The Japanese fire-bellied newt or Japanese fire-bellied salamander (Cynops pyrrhogaster) is a species of newt endemic to Japan. While officially a single species, it appears in four distinct varieties. The skin on its upper body is dark, while its lower regions are bright red, although coloration varies with age, genetics, and region. They contain high levels of tetrodotoxin, a neurotoxin, accumulated mainly from diet. They are found on many Japanese islands, especially the major ones. Their habitat includes both natural and artificial bodies of water, as well as forests and grasslands. They breed from spring to the beginning of summer, both sexes producing pheromones when ready. Eggs are laid separately, hatching after about 3 weeks.

They grow from larval to juvenile form in between five and six months. Juveniles eat soil-dwelling prey, while adults eat a wide variety of insects, tadpoles, and potentially the eggs of their own species. They have multiple adaptations to avoid predators, although the type they use depends on where they live. Multiple aspects of their biology have been studied, including their ability to regrow missing body parts. Their population is declining, and they face threats from disease and the pet trade. They can be successfully kept in captivity.

Etymology and taxonomy

The species was first described by Heinrich Boie in 1826 as Molga pyrrhogaster,[note 1] in his work Kenteekenen van eenige Japansche Amphibiën. He compared it to the smooth newt, saying he would have mistaken the former species for the latter, had he not known it was from Japan. None of the specimens he studied were fully mature.[2] It was moved to the genus Cynops in 1838 by Johann Jakob von Tschudi, as Cynops subcristatus.[3] In 1850, it was given its current binomial name of Cynops pyrrhogaster by John Edward Gray.[4] The Integrated Taxonomic Information System recognizes sixteen total synonyms.[5] Common names of Cynops pyrrhogaster include the Japanese fire-bellied newt,[1] red-bellied newt,[6] and Japanese fire-bellied salamander.[7]
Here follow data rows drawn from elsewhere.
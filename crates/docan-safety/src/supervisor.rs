//! The safety supervisor
//!
//! Owns the monitors around the safety manager and safe watchdog. Any
//! monitor tripping latches the limp-home flag and requests an MCU reset.
//! The supervisor is constructed by the application bootstrap and passed by
//! reference into the safety manager and watchdog; the limp-home flag is
//! the only value read from both the safety context and the application and
//! is therefore atomic.

use std::sync::atomic::{AtomicBool, Ordering};

use crate::monitor::{SequenceMonitor, TriggerMonitor, ValueMonitor};

/// Events the supervisor reacts to
#[derive(Clone, Copy, Debug, PartialEq, Eq)]
pub enum SafetyEvent {
    SafetyManagerSequenceDeviation,
    WatchdogStartupCheckFailure,
    SafeWatchdogSequenceDeviation,
    SafeWatchdogConfigurationError,
    SafeWatchdogServiceDeviation,
    MpuUnlockedOnSafetyManagerEntry,
    MpuLockedOnSafetyManagerExit,
}

/// Checkpoints of the safety manager cyclic
#[derive(Clone, Copy, Debug, PartialEq, Eq)]
pub enum SafetyManagerCheckpoint {
    Enter,
    Leave,
}

/// Checkpoints of the safe watchdog cyclic
#[derive(Clone, Copy, Debug, PartialEq, Eq)]
pub enum WatchdogCheckpoint {
    Enter,
    Leave,
}

/// Last-resort reset hook
pub trait McuReset {
    fn reset(&mut self);
}

/// Reset hook for hosted builds and tests
#[derive(Default)]
pub struct NoopMcuReset;

impl McuReset for NoopMcuReset {
    fn reset(&mut self) {}
}

pub struct SafeSupervisor {
    safety_manager_sequence: SequenceMonitor<SafetyManagerCheckpoint>,
    watchdog_startup_check: TriggerMonitor,
    safe_watchdog_sequence: SequenceMonitor<WatchdogCheckpoint>,
    safe_watchdog_config: ValueMonitor<bool>,
    service_watchdog: TriggerMonitor,
    mpu_status_on_enter: ValueMonitor<bool>,
    mpu_status_on_leave: ValueMonitor<bool>,
    limp_home: AtomicBool,
    reset: Box<dyn McuReset>,
}

impl SafeSupervisor {
    /// The supervisor starts out in limp home; the bootstrap clears it
    /// once startup checks pass
    pub fn new(reset: Box<dyn McuReset>) -> Self {
        Self {
            safety_manager_sequence: SequenceMonitor::new(vec![
                SafetyManagerCheckpoint::Enter,
                SafetyManagerCheckpoint::Leave,
            ]),
            watchdog_startup_check: TriggerMonitor::new(),
            safe_watchdog_sequence: SequenceMonitor::new(vec![
                WatchdogCheckpoint::Enter,
                WatchdogCheckpoint::Leave,
            ]),
            safe_watchdog_config: ValueMonitor::new(true),
            service_watchdog: TriggerMonitor::new(),
            mpu_status_on_enter: ValueMonitor::new(true),
            mpu_status_on_leave: ValueMonitor::new(false),
            limp_home: AtomicBool::new(true),
            reset,
        }
    }

    /// React to a safety event: latch limp home and reset the MCU
    pub fn handle(&mut self, event: SafetyEvent) {
        tracing::error!("safety event {event:?}");
        self.enter_limp_home();
        self.reset.reset();
    }

    pub fn enter_limp_home(&self) {
        self.limp_home.store(true, Ordering::SeqCst);
    }

    pub fn leave_limp_home(&self) {
        self.limp_home.store(false, Ordering::SeqCst);
    }

    /// Observable from any context without racing the supervisor
    #[must_use]
    pub fn limp_home(&self) -> bool {
        self.limp_home.load(Ordering::SeqCst)
    }

    pub fn safety_manager_sequence_hit(&mut self, checkpoint: SafetyManagerCheckpoint) {
        if self.safety_manager_sequence.hit(checkpoint).is_err() {
            self.handle(SafetyEvent::SafetyManagerSequenceDeviation);
        }
    }

    pub fn watchdog_startup_check_failed(&mut self) {
        self.watchdog_startup_check.trigger();
        self.handle(SafetyEvent::WatchdogStartupCheckFailure);
    }

    pub fn safe_watchdog_sequence_hit(&mut self, checkpoint: WatchdogCheckpoint) {
        if self.safe_watchdog_sequence.hit(checkpoint).is_err() {
            self.handle(SafetyEvent::SafeWatchdogSequenceDeviation);
        }
    }

    pub fn safe_watchdog_config_check(&mut self, configuration_valid: bool) {
        if self.safe_watchdog_config.check(configuration_valid).is_err() {
            self.handle(SafetyEvent::SafeWatchdogConfigurationError);
        }
    }

    pub fn service_watchdog_deviation(&mut self) {
        self.service_watchdog.trigger();
        self.handle(SafetyEvent::SafeWatchdogServiceDeviation);
    }

    pub fn mpu_status_on_enter_check(&mut self, gate_locked: bool) {
        if self.mpu_status_on_enter.check(gate_locked).is_err() {
            self.handle(SafetyEvent::MpuUnlockedOnSafetyManagerEntry);
        }
    }

    pub fn mpu_status_on_leave_check(&mut self, gate_locked: bool) {
        if self.mpu_status_on_leave.check(gate_locked).is_err() {
            self.handle(SafetyEvent::MpuLockedOnSafetyManagerExit);
        }
    }
}

#[cfg(test)]
mod tests {
    use std::cell::RefCell;
    use std::rc::Rc;

    use super::*;

    #[derive(Clone, Default)]
    struct ResetCounter {
        count: Rc<RefCell<u32>>,
    }

    impl McuReset for ResetCounter {
        fn reset(&mut self) {
            *self.count.borrow_mut() += 1;
        }
    }

    fn supervisor(reset: &ResetCounter) -> SafeSupervisor {
        let supervisor = SafeSupervisor::new(Box::new(reset.clone()));
        supervisor.leave_limp_home();
        supervisor
    }

    #[test]
    fn test_starts_in_limp_home() {
        let supervisor = SafeSupervisor::new(Box::new(NoopMcuReset));
        assert!(supervisor.limp_home());
        supervisor.leave_limp_home();
        assert!(!supervisor.limp_home());
    }

    #[test]
    fn test_sequence_deviation_latches_limp_home_and_resets() {
        let reset = ResetCounter::default();
        let mut supervisor = supervisor(&reset);

        supervisor.safety_manager_sequence_hit(SafetyManagerCheckpoint::Enter);
        supervisor.safety_manager_sequence_hit(SafetyManagerCheckpoint::Leave);
        assert!(!supervisor.limp_home());
        assert_eq!(*reset.count.borrow(), 0);

        supervisor.safety_manager_sequence_hit(SafetyManagerCheckpoint::Enter);
        supervisor.safety_manager_sequence_hit(SafetyManagerCheckpoint::Enter);
        assert!(supervisor.limp_home());
        assert_eq!(*reset.count.borrow(), 1);
    }

    #[test]
    fn test_value_deviation_latches_limp_home() {
        let reset = ResetCounter::default();
        let mut supervisor = supervisor(&reset);

        supervisor.safe_watchdog_config_check(true);
        assert!(!supervisor.limp_home());
        supervisor.safe_watchdog_config_check(false);
        assert!(supervisor.limp_home());
    }

    #[test]
    fn test_trigger_latches_limp_home() {
        let reset = ResetCounter::default();
        let mut supervisor = supervisor(&reset);

        supervisor.service_watchdog_deviation();
        assert!(supervisor.limp_home());
        assert_eq!(*reset.count.borrow(), 1);
    }
}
Traditionally, six races were recognized (Tohoku, Kanto, Atsumi, intermediate, Sasayama, and Hiroshima), however later molecular analysis supported their division into four clades instead.[8] In particular, the validity of the Sasayama and intermediate races has never been proven, with one study finding no behavioral differences between the two supposed forms.[9]

A study of mitochondrial DNA in 2001 indicated that its supposed fellow members of Cynops, C. cyanurus and C. wolterstorffi, may in fact belong to a different genus.[10]

Evolution

C. pyrrhogaster diverged from its close relative, C. ensicauda, about 13.75 million years ago (during the Middle Miocene). The common ancestor of the two species would have lived on an area of the Eurasian mainland which is today the East China Sea and the central Ryukyu Islands. In that time, the land that would become the Japanese islands had a subtropical climate, which may have caused the Japanese fire-bellied newt's ancestors to migrate northward for desirable habitat. As time progressed, C. pyrrhogaster split into four clades — northern, southern, western, and central. The northern diverged first, at around 9.68 million years ago, then the central (around 8.23 MYA), then finally the southern and western (around 4.05 MYA). The ranges of all but the southern clade declined during Last Glacial Period, but expanded again afterwards. The study that identified them concluded that the four clades represent separate taxonomic units, although their exact relationship is unclear.[8]

Hybrids

The ranges of the central and western varieties meet in Chūgoku in western Japan to form a hybrid zone. The central type has begun to move west, which has caused the hybrid zone to shift. It is expected to eventually cause the genome of the western form to be lost to increasing hybridization.[11]

Description

Japanese fire-bellied newt

The skin is dark brown, approaching black, and covered in wartlike bumps. Its underbelly and the underside of its tail are bright red, with black spots.[2] Specimens from smaller islands tend to have more red on their ventral regions than those from larger islands, sometimes with extremely small spots or none at all.[12] Smaller juveniles have creamy coloration instead of red, although most larger juveniles have red present.[13] Males can be distinguished from females by their flat, wide tails and swelling around the ventral region.[14] An entirely red variant exists, believed to be inherited and recessive.[15]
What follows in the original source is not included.